Dia menyebut seluruh korban nan sukses dievakuasi Tim SAR adalah perempuan.
"100% nan kami pemindahan perempuan," kata Syafii kepada wartawan di lokasi, Selasa (28/4).
"Saya melihatnya tidak ada (korban anak), semuanya sudah masuk kategori dewasa," imbuhnya.
Peristiwa ini bermulai ketika KRL arah Jakarta tertemper mobil taksi nan diduga mogok saat melewati perlintasan. Hal tersebut membikin perjalanan kereta terhambat.
Salah satu kereta nan tersendat adalah KRL arah Jakarta menuju Cikarang nan kemudian terhenti di sana. Namun, kemudian ada kereta lain ialah Argo Bromo nan juga melaju dari arah Jakarta mengarah ke Cikarang.
Argo Bromo itu kemudian menabrak dari belakang KRL nan juga arah Cikarang nan sedang terhenti tersebut. Gerbong nan ditabrak KA tersebut merupakan gerbong perempuan.
"Seluruh korban nan kami evakuasi, baik itu secara langsung maupun dengan ekstrikasi kami serahkan ke tim medis dirujuk ke rumah sakit nan sudah ditentukan," ucap Syafii.

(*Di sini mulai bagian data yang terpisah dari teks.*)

//! Daily-to-period OHLCV resampling.

use chrono::NaiveDate;
use nsehist_types::{NsehistError, OhlcvRecord, OhlcvTable, Timeframe, format_date};
use thiserror::Error;

use crate::Period;

/// Errors that can occur while resampling.
#[derive(Error, Debug, Clone, PartialEq, Eq)]
pub enum ResampleError {
    /// A record's date is not `DD-MM-YYYY`.
    #[error("invalid date '{date}' in row {row}, expected DD-MM-YYYY")]
    InvalidDate {
        /// Zero-based row index in the input table.
        row: usize,
        /// The offending date text.
        date: String,
    },
}

impl From<ResampleError> for NsehistError {
    fn from(err: ResampleError) -> Self {
        Self::Resample(err.to_string())
    }
}

/// Resamples a daily table to the given timeframe.
///
/// `Timeframe::Daily` returns a copy of the input untouched.
///
/// # Errors
///
/// Returns an error if any record's date does not parse; no partial
/// result is produced.
pub fn resample(table: &OhlcvTable, timeframe: Timeframe) -> Result<OhlcvTable, ResampleError> {
    match Period::from_timeframe(timeframe) {
        Some(period) => PeriodResampler::new(period).resample(table),
        None => Ok(table.clone()),
    }
}

/// Groups daily records into calendar buckets.
///
/// The input may be in any order: rows are re-indexed by their parsed date
/// first, so the output is ascending by bucket and independent of input
/// order. Rows sharing a date keep their input order.
#[derive(Debug, Clone, Copy)]
pub struct PeriodResampler {
    period: Period,
}

impl PeriodResampler {
    /// Creates a resampler for the given bucket size.
    #[must_use]
    pub const fn new(period: Period) -> Self {
        Self { period }
    }

    /// Returns the bucket size.
    #[must_use]
    pub const fn period(&self) -> Period {
        self.period
    }

    /// Aggregates `table` into one record per non-empty bucket.
    ///
    /// # Errors
    ///
    /// Returns an error if any record's date does not parse.
    pub fn resample(&self, table: &OhlcvTable) -> Result<OhlcvTable, ResampleError> {
        let mut dated = table
            .iter()
            .enumerate()
            .map(|(row, record)| {
                record
                    .parsed_date()
                    .map(|date| (date, record))
                    .map_err(|_| ResampleError::InvalidDate {
                        row,
                        date: record.date.clone(),
                    })
            })
            .collect::<Result<Vec<(NaiveDate, &OhlcvRecord)>, _>>()?;

        // Stable, so equal dates keep input order
        dated.sort_by_key(|(date, _)| *date);

        let mut output = OhlcvTable::new();
        let mut current: Option<BucketBuilder> = None;

        for (date, record) in dated {
            let bucket_end = self.period.bucket_end(date);

            match current.take() {
                Some(mut builder) if builder.end == bucket_end => {
                    builder.update(record);
                    current = Some(builder);
                }
                Some(builder) => {
                    output.push(builder.finish());
                    current = Some(BucketBuilder::new(bucket_end, record));
                }
                None => current = Some(BucketBuilder::new(bucket_end, record)),
            }
        }

        if let Some(builder) = current {
            output.push(builder.finish());
        }

        tracing::debug!(
            period = ?self.period,
            input = table.len(),
            output = output.len(),
            "resampled table"
        );

        Ok(output)
    }
}

/// Accumulator for a single bucket.
#[derive(Debug)]
struct BucketBuilder {
    end: NaiveDate,
    symbol: String,
    open: f64,
    high: f64,
    low: f64,
    close: f64,
    volume: u64,
}

impl BucketBuilder {
    /// Starts a bucket from its earliest record.
    fn new(end: NaiveDate, record: &OhlcvRecord) -> Self {
        Self {
            end,
            symbol: record.symbol.clone(),
            open: record.open,
            high: record.high,
            low: record.low,
            close: record.close,
            volume: record.volume,
        }
    }

    /// Folds in the next record by date.
    fn update(&mut self, record: &OhlcvRecord) {
        self.high = self.high.max(record.high);
        self.low = self.low.min(record.low);
        self.close = record.close;
        self.volume = self.volume.saturating_add(record.volume);
    }

    fn finish(self) -> OhlcvRecord {
        OhlcvRecord {
            symbol: self.symbol,
            date: format_date(self.end),
            open: self.open,
            high: self.high,
            low: self.low,
            close: self.close,
            volume: self.volume,
        }
    }
}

Menurut dia, operasi pemindahan sudah selesai pada pukul 08.00 WIB. Tidak ada lagi korban nan ditemukan tim.
"Saya pastikan sudah tidak ada korban nan kami temukan, namun dalam proses pembersihan buntang kereta umpama saja diketemukan sekecil apa pun body part dari tubuh, tentunya kita bakal lakukan tindakan sesuai prosedur," kata Syafii.